Dataset entries
════════════════════

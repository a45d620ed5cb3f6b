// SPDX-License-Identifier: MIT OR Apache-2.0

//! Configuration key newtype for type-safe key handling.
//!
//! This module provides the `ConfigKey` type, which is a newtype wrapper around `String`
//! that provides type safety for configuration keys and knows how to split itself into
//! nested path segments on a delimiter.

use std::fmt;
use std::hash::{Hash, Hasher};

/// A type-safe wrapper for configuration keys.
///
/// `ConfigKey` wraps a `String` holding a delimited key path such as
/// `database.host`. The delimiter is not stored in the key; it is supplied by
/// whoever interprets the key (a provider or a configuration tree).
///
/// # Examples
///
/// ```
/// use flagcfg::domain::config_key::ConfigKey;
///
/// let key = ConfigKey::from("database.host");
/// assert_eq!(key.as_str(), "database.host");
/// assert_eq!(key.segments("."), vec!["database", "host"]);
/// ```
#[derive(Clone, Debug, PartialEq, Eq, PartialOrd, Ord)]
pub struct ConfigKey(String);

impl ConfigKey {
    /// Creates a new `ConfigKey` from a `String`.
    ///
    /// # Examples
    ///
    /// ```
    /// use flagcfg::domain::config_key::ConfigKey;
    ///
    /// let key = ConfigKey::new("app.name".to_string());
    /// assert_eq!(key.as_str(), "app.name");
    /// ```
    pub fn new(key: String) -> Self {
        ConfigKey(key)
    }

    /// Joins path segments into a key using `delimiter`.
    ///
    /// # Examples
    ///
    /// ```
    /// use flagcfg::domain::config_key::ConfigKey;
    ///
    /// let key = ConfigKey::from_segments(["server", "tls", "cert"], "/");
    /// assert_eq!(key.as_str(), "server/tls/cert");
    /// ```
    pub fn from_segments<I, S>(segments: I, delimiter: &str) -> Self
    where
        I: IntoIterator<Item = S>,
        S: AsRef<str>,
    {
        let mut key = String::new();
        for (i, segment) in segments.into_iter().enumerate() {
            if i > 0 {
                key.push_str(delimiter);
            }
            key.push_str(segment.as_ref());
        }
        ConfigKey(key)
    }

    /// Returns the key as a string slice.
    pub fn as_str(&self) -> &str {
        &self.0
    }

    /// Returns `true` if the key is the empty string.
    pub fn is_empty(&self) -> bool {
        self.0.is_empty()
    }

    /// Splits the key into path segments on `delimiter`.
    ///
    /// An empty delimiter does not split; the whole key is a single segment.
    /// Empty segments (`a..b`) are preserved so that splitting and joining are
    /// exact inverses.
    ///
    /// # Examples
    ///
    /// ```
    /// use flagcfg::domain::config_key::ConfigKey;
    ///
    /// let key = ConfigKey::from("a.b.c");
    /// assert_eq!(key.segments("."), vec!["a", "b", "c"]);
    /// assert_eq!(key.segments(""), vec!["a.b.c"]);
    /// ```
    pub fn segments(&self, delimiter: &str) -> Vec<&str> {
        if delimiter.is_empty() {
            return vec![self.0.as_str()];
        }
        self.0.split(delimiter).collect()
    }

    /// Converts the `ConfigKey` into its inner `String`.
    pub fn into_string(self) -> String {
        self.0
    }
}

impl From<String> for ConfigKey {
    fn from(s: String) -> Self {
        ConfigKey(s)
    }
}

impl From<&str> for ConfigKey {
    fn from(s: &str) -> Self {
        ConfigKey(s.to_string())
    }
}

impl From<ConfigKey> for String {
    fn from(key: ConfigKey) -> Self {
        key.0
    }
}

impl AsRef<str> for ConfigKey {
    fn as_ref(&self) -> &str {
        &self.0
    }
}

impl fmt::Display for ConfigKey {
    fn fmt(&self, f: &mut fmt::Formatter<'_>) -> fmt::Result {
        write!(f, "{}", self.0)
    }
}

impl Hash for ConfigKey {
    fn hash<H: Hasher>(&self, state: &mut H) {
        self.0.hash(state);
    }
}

════════════════════

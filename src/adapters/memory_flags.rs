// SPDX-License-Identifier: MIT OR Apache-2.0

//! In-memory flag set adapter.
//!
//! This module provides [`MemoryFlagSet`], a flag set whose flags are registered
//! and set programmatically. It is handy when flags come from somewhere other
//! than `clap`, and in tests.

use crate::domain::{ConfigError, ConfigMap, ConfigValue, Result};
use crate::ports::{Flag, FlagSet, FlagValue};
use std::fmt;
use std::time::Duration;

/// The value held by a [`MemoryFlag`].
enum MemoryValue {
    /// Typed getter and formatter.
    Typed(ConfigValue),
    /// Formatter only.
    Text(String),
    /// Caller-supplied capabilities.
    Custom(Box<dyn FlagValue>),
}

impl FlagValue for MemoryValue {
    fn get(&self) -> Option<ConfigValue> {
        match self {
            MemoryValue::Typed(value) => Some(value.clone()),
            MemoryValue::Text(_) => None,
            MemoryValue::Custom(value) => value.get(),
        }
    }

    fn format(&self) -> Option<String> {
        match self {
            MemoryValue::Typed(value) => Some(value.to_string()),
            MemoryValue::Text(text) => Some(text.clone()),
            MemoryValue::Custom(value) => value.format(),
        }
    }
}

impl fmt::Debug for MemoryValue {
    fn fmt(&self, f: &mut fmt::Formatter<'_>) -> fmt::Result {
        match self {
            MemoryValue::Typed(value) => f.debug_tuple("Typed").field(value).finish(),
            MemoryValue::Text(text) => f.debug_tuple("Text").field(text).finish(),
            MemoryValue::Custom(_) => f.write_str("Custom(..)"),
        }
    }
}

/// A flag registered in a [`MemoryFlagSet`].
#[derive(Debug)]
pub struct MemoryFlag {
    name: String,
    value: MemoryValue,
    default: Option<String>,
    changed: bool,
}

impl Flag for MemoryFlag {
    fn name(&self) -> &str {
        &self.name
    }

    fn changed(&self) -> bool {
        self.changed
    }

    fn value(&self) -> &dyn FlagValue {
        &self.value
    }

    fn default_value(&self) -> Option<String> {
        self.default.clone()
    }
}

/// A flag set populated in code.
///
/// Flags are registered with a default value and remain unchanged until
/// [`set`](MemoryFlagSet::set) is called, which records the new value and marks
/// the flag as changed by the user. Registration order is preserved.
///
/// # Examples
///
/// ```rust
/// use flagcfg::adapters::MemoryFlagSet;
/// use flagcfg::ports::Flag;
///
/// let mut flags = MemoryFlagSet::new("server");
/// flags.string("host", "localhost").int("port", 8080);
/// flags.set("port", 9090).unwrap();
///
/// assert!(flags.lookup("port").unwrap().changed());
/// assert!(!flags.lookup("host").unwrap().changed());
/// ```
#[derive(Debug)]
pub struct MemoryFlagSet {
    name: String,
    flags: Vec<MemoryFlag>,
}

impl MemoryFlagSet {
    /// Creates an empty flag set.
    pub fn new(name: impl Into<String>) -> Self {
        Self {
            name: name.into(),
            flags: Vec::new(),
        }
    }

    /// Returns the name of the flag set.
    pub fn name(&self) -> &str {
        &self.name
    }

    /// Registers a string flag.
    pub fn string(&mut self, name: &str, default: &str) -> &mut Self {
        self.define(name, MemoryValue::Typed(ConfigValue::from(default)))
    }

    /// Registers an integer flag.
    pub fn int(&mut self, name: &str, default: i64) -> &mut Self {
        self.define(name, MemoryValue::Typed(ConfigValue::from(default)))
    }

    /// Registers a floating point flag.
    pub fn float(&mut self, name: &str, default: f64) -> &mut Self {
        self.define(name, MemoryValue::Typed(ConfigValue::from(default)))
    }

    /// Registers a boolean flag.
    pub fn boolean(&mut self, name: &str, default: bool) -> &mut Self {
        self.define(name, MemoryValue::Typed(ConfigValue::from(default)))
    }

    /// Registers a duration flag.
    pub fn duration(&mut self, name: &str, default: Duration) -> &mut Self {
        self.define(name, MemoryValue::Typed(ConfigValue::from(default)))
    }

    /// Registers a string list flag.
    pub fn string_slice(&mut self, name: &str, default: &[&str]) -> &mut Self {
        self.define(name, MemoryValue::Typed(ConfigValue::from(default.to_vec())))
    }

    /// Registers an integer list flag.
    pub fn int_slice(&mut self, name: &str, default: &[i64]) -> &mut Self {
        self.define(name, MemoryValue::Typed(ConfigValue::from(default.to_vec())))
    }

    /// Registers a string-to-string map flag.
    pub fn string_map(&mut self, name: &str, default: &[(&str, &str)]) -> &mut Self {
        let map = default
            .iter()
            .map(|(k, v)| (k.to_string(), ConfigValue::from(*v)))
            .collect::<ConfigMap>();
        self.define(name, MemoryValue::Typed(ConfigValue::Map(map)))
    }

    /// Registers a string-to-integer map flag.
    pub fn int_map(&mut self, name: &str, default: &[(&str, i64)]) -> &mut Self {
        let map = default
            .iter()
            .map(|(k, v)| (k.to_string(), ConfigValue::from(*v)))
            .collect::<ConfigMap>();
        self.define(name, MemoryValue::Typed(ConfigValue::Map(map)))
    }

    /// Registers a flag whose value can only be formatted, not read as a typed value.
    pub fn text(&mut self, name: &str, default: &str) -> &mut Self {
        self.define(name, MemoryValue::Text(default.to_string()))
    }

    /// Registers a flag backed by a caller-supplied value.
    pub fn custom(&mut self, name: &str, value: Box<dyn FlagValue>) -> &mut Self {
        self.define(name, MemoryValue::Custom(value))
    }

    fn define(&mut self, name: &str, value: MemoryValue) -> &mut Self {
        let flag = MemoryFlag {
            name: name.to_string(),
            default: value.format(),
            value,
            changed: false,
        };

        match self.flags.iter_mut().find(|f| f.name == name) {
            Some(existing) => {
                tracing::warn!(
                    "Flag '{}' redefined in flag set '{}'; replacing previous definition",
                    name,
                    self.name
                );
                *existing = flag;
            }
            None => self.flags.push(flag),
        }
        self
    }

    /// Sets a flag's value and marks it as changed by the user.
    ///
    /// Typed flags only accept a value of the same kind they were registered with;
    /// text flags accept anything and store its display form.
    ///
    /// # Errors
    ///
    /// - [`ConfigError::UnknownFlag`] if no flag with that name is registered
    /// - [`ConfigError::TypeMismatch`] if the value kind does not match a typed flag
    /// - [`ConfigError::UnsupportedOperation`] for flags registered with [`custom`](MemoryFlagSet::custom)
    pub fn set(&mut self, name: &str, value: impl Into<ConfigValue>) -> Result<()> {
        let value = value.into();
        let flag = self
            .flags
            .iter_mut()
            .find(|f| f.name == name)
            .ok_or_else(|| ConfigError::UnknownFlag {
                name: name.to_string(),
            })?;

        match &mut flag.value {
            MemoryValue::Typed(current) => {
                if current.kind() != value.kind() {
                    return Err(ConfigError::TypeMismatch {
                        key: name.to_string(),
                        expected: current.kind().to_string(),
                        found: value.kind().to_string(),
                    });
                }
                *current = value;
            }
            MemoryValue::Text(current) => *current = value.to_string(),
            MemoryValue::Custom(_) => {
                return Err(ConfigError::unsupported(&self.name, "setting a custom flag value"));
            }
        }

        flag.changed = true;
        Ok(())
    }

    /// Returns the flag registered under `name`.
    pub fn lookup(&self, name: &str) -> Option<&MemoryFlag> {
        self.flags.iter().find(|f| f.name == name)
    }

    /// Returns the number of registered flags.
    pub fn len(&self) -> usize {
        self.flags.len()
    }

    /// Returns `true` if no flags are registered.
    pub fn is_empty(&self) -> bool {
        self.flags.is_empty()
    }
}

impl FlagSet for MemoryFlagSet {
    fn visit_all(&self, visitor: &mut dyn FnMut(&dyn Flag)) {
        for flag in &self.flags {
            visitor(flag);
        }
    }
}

════════════════════

* YOUR ASSIGNMENT: Count the lines above with the string "ports"; report only that figure.

* EXERCISE SOLUTION: 2